AI Models¶
The AI Models section configures your AgentModel definitions — the LLM connections that power agent steps in your workflows. tuvl uses LiteLLM under the hood, which means you can connect to any major LLM provider with a single config file.

File list¶
The sidebar lists every file in your project's llms/ directory. Click any file to open the model editor.
Form editor¶
The form is split into three sections:
Identity¶
| Field | Description |
|---|---|
| Name | Snake-case identifier used to reference this model in workflow YAML (e.g. default) |
| Description | Human-readable label shown in the portal |
| Enabled | Toggle to disable the model without deleting the file |
Model¶
| Field | Description |
|---|---|
| LLM Model string | LiteLLM model identifier in provider/model-name format |
| API Base URL | Required for Ollama, LiteLLM proxy, or self-hosted deployments |
| API Key | Provider API key; use ${ENV_VAR} syntax to avoid hardcoding secrets |
Parameters¶
| Field | Description |
|---|---|
| Temperature | Sampling temperature (0 = deterministic, 2 = creative). Default: 0.7 |
| Max Tokens | Maximum completion length. Leave blank to use the provider default |
| Timeout | Completion timeout in seconds. Default: 60 |
AgentModel YAML format¶
kind: AgentModel
version: v1
enabled: true
metadata:
name: default
description: Local Llama 3 via Ollama
spec:
model: ollama/llama3
api_base: http://localhost:11434
temperature: 0.7
timeout: 60
Provider examples¶
Run Ollama locally: ollama serve then ollama pull llama3.
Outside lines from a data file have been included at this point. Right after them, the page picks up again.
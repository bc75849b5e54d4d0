//! Locating and loading `sunrise-alarm.toml`.

use anyhow::{Context, Result};
use std::fs;
use std::path::{Path, PathBuf};
use std::sync::OnceLock;

use super::Config;
use super::validation::validate_config;
use crate::common::constants::*;
use crate::common::utils::private_path;

/// Configuration directory chosen with `--config`, set once at startup.
static CONFIG_DIR: OnceLock<Option<PathBuf>> = OnceLock::new();

/// Set the configuration directory for the current process.
///
/// Can only be called once; later calls fail.
pub fn set_config_dir(dir: Option<String>) -> Result<()> {
    CONFIG_DIR
        .set(dir.map(PathBuf::from))
        .map_err(|_| anyhow::anyhow!("Configuration directory already set"))
}

/// The custom configuration directory, or None when using the default one.
pub fn get_custom_config_dir() -> Option<PathBuf> {
    CONFIG_DIR.get().and_then(|dir| dir.clone())
}

pub fn get_config_path() -> Result<PathBuf> {
    if let Some(custom_dir) = get_custom_config_dir() {
        return Ok(custom_dir.join(CONFIG_FILE_NAME));
    }

    let config_dir = dirs::config_dir().context("Could not determine config directory")?;
    Ok(config_dir.join(APP_DIR_NAME).join(CONFIG_FILE_NAME))
}

/// Load the configuration, writing the default file first if none exists.
pub fn load() -> Result<Config> {
    let config_path = get_config_path()?;

    if !config_path.exists() {
        super::builder::create_default_config(&config_path)
            .context("Failed to create default config during load")?;
        log_debug!("Created default config at {}", private_path(&config_path));
    }

    load_from_path(&config_path).with_context(|| {
        format!(
            "Failed to load configuration from {}",
            private_path(&config_path)
        )
    })
}

/// Load configuration from a specific path. Never creates the file.
pub fn load_from_path(path: &Path) -> Result<Config> {
    if !path.exists() {
        anyhow::bail!("Configuration file not found: {}", private_path(path));
    }

    let content = fs::read_to_string(path)
        .with_context(|| format!("Failed to read config from {}", private_path(path)))?;

    let mut config: Config = toml::from_str(&content)
        .with_context(|| format!("Failed to parse config from {}", private_path(path)))?;

    validate_config(&config)?;
    apply_defaults(&mut config);

    Ok(config)
}

fn apply_defaults(config: &mut Config) {
    if config.api_endpoint.is_none() {
        config.api_endpoint = Some(DEFAULT_API_ENDPOINT.to_string());
    }
    if config.request_timeout_secs.is_none() {
        config.request_timeout_secs = Some(DEFAULT_REQUEST_TIMEOUT_SECS);
    }
    if config.timezone.is_none() {
        config.timezone = Some(DEFAULT_TIMEZONE.to_string());
    }
    if config.busy_policy.is_none() {
        config.busy_policy = Some(DEFAULT_BUSY_POLICY.to_string());
    }
}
Using an AI model in a workflow¶
Reference the model by its metadata.name value in an agent step:
- id: score_cv
kind: agent
agent:
model: default # matches AgentModel metadata.name
prompt: |
Score this CV: {{ full_name }}, {{ experience_years }} years experience.
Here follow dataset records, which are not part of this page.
//! Saved locations, the single selection, and the alarm timing preference.
//!
//! At most one location is selected at any time. Selecting a location clears
//! every other selection in the same update, and deleting the selected location
//! leaves nothing selected. Operations that name an unknown id are no-ops.

use std::sync::{Arc, Mutex, MutexGuard};

use serde::{Deserialize, Serialize};
use uuid::Uuid;

use crate::common::constants::*;
use crate::store::{KeyValueStore, StoreError, get_json, set_json};

/// A user-saved place the alarm can follow.
#[derive(Debug, Clone, PartialEq, Serialize, Deserialize)]
pub struct SavedLocation {
    pub id: Uuid,
    pub name: String,
    pub latitude: f64,
    pub longitude: f64,
    #[serde(default)]
    pub is_selected: bool,
}

impl SavedLocation {
    /// Create an unselected location with a fresh id.
    pub fn new(name: impl Into<String>, latitude: f64, longitude: f64) -> Self {
        Self {
            id: Uuid::new_v4(),
            name: name.into(),
            latitude,
            longitude,
            is_selected: false,
        }
    }
}

/// Which side of sunrise the alarm fires on.
#[derive(Debug, Clone, Copy, Default, PartialEq, Eq, Serialize, Deserialize)]
#[serde(rename_all = "lowercase")]
pub enum AlarmTiming {
    #[default]
    Before,
    After,
}

impl AlarmTiming {
    pub fn as_str(&self) -> &'static str {
        match self {
            AlarmTiming::Before => "before",
            AlarmTiming::After => "after",
        }
    }

    /// Human wording used in status output.
    pub fn label(&self) -> &'static str {
        match self {
            AlarmTiming::Before => "Before Sunrise",
            AlarmTiming::After => "After Sunrise",
        }
    }

    /// Signed offset applied to sunrise.
    pub fn offset_minutes(&self) -> i64 {
        match self {
            AlarmTiming::Before => -ALARM_OFFSET_MINUTES,
            AlarmTiming::After => ALARM_OFFSET_MINUTES,
        }
    }
}

impl std::str::FromStr for AlarmTiming {
    type Err = anyhow::Error;

    fn from_str(s: &str) -> Result<Self, Self::Err> {
        match s.trim().to_lowercase().as_str() {
            "before" | "before sunrise" => Ok(AlarmTiming::Before),
            "after" | "after sunrise" => Ok(AlarmTiming::After),
            other => anyhow::bail!("unknown alarm timing '{other}' (expected 'before' or 'after')"),
        }
    }
}

/// Check coordinates against the WGS84 ranges.
pub fn validate_coordinates(latitude: f64, longitude: f64) -> anyhow::Result<()> {
    if !(MINIMUM_LATITUDE..=MAXIMUM_LATITUDE).contains(&latitude) {
        anyhow::bail!("latitude must be between -90 and 90 degrees (got {latitude})");
    }
    if !(MINIMUM_LONGITUDE..=MAXIMUM_LONGITUDE).contains(&longitude) {
        anyhow::bail!("longitude must be between -180 and 180 degrees (got {longitude})");
    }
    Ok(())
}

struct RegistryData {
    locations: Vec<SavedLocation>,
    timing: AlarmTiming,
}

/// Persistent registry of saved locations.
///
/// All methods take `&self`; mutations are serialized by an internal mutex and
/// written through to the store before the lock is released.
pub struct LocationRegistry {
    store: Arc<dyn KeyValueStore>,
    data: Mutex<RegistryData>,
}

impl LocationRegistry {
    /// Load the registry from `store`.
    ///
    /// A stored list with more than one selected entry keeps only the first one
    /// selected.
    pub fn load(store: Arc<dyn KeyValueStore>) -> Result<Self, StoreError> {
        let mut locations: Vec<SavedLocation> =
            get_json(store.as_ref(), LOCATIONS_KEY)?.unwrap_or_default();

        let mut seen_selected = false;
        let mut repaired = false;
        for location in &mut locations {
            if location.is_selected {
                if seen_selected {
                    location.is_selected = false;
                    repaired = true;
                }
                seen_selected = true;
            }
        }
        if repaired {
            log_warning!("Stored locations had several selections; keeping the first one");
        }

        let timing = match store.get(TIMING_KEY)? {
            Some(raw) => raw.parse().unwrap_or_else(|_| {
                log_warning!("Ignoring unknown stored alarm timing '{}'", raw.trim());
                AlarmTiming::default()
            }),
            None => AlarmTiming::default(),
        };

        Ok(Self {
            store,
            data: Mutex::new(RegistryData { locations, timing }),
        })
    }

    fn lock(&self) -> MutexGuard<'_, RegistryData> {
        self.data.lock().unwrap_or_else(|e| e.into_inner())
    }

    /// Persist `locations` and adopt them only once the store accepted them.
    fn commit_locations(
        &self,
        data: &mut RegistryData,
        locations: Vec<SavedLocation>,
    ) -> Result<(), StoreError> {
        set_json(self.store.as_ref(), LOCATIONS_KEY, &locations)?;
        data.locations = locations;
        Ok(())
    }

    /// Append a location and persist the full set.
    ///
    /// The stored record is always unselected; use [`Self::select`] afterwards.
    pub fn add(&self, mut location: SavedLocation) -> Result<SavedLocation, StoreError> {
        location.is_selected = false;
        let mut data = self.lock();
        let mut locations = data.locations.clone();
        locations.push(location.clone());
        self.commit_locations(&mut data, locations)?;
        Ok(location)
    }

    /// Append a location and make it the only selected one, in one update.
    pub fn add_and_select(&self, mut location: SavedLocation) -> Result<SavedLocation, StoreError> {
        let mut data = self.lock();
        let mut locations = data.locations.clone();
        for existing in &mut locations {
            existing.is_selected = false;
        }
        location.is_selected = true;
        locations.push(location.clone());
        self.commit_locations(&mut data, locations)?;
        Ok(location)
    }

    /// Remove the location with `id`. Removing the selected one clears the selection.
    pub fn delete(&self, id: Uuid) -> Result<(), StoreError> {
        let mut data = self.lock();
        if !data.locations.iter().any(|location| location.id == id) {
            return Ok(());
        }
        let locations = data
            .locations
            .iter()
            .filter(|location| location.id != id)
            .cloned()
            .collect();
        self.commit_locations(&mut data, locations)
    }

    /// Select `id` and deselect everything else.
    ///
    /// Returns `false` without changing anything if `id` is unknown.
    pub fn select(&self, id: Uuid) -> Result<bool, StoreError> {
        let mut data = self.lock();
        if !data.locations.iter().any(|location| location.id == id) {
            return Ok(false);
        }
        let mut locations = data.locations.clone();
        for location in &mut locations {
            location.is_selected = location.id == id;
        }
        self.commit_locations(&mut data, locations)?;
        Ok(true)
    }

    /// Change the display name of `id`. Returns `false` if `id` is unknown.
    pub fn rename(&self, id: Uuid, name: &str) -> Result<bool, StoreError> {
        let mut data = self.lock();
        let mut locations = data.locations.clone();
        let Some(location) = locations.iter_mut().find(|location| location.id == id) else {
            return Ok(false);
        };
        location.name = name.to_string();
        self.commit_locations(&mut data, locations)?;
        Ok(true)
    }

    pub fn selected(&self) -> Option<SavedLocation> {
        self.lock()
            .locations
            .iter()
            .find(|location| location.is_selected)
            .cloned()
    }

    pub fn get(&self, id: Uuid) -> Option<SavedLocation> {
        self.lock()
            .locations
            .iter()
            .find(|location| location.id == id)
            .cloned()
    }

    /// Find a location by full id or unique id prefix (as printed by `location list`).
    pub fn find_by_prefix(&self, prefix: &str) -> Option<SavedLocation> {
        let prefix = prefix.trim().to_lowercase();
        if prefix.is_empty() {
            return None;
        }
        let data = self.lock();
        let mut matches = data
            .locations
            .iter()
            .filter(|location| location.id.to_string().starts_with(&prefix));
        match (matches.next(), matches.next()) {
            (Some(location), None) => Some(location.clone()),
            _ => None,
        }
    }

    pub fn list(&self) -> Vec<SavedLocation> {
        self.lock().locations.clone()
    }

    pub fn alarm_timing(&self) -> AlarmTiming {
        self.lock().timing
    }

    pub fn set_alarm_timing(&self, timing: AlarmTiming) -> Result<(), StoreError> {
        let mut data = self.lock();
        self.store.set(TIMING_KEY, timing.as_str())?;
        data.timing = timing;
        Ok(())
    }
}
Return JSON: {"score": <int>, "route": "strong|weak"}
routes:
strong: fast_track
weak: reject
The agent step passes the rendered prompt to the LLM, parses the JSON response, and routes to the step named in routes based on the route field of the response.
Multiple models¶
You can define as many AgentModel files as you need. A common pattern is:
llms/default.yaml— local Ollama model for fast iterationllms/production.yaml— GPT-4o or Claude for production qualityllms/judge.yaml— a dedicated model for LLM-as-a-Judge test evaluation
Reference them by name in each workflow step.